(TASK DESCRIPTION)
Using the listing below, retype the line bearing "viewport panel then" and each line after it, word for word, and nothing further.

(SUPPLIED MATERIAL)
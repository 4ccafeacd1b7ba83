use pinpoint_core::document::Document;
use pinpoint_core::origin::OriginCorner;
use pinpoint_core::viewport::Viewport;

/// Overall UI state.
#[derive(Default)]
pub struct UIState {
    pub document: Option<Document>,
    pub origin: OriginCorner,
    /// Last status or error message, shown in the status bar.
    pub status: Option<String>,
}

impl UIState {
    pub fn set_status(&mut self, message: String) {
        self.status = Some(message);
    }
}

/// Viewport display state.
pub struct ViewportState {
    pub texture: Option<egui::TextureHandle>,
    /// Bordered bitmap size in pixels.
    pub image_size: Option<[usize; 2]>,
    /// Pan/zoom state, in core's panel-centered model.
    pub view: Viewport,
    /// Last pointer position in scene (bordered bitmap) space. `None` until
    /// the first frame after a document is opened; the viewport panel then
    /// seeds it from the panel center so the readout starts populated.
    pub scene_pos: Option<[f32; 2]>,
    pub viewing_label: String,
}

impl Default for ViewportState {
    fn default() -> Self {
        Self {
            texture: None,
            image_size: None,
            view: Viewport::default(),
            scene_pos: None,
            viewing_label: String::new(),
        }
    }
}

(ANSWER BOX)
    /// the first frame after a document is opened; the viewport panel then
    /// seeds it from the panel center so the readout starts populated.
    pub scene_pos: Option<[f32; 2]>,
    pub viewing_label: String,
}

impl Default for ViewportState {
    fn default() -> Self {
        Self {
            texture: None,
            image_size: None,
            view: Viewport::default(),
            scene_pos: None,
            viewing_label: String::new(),
        }
    }
}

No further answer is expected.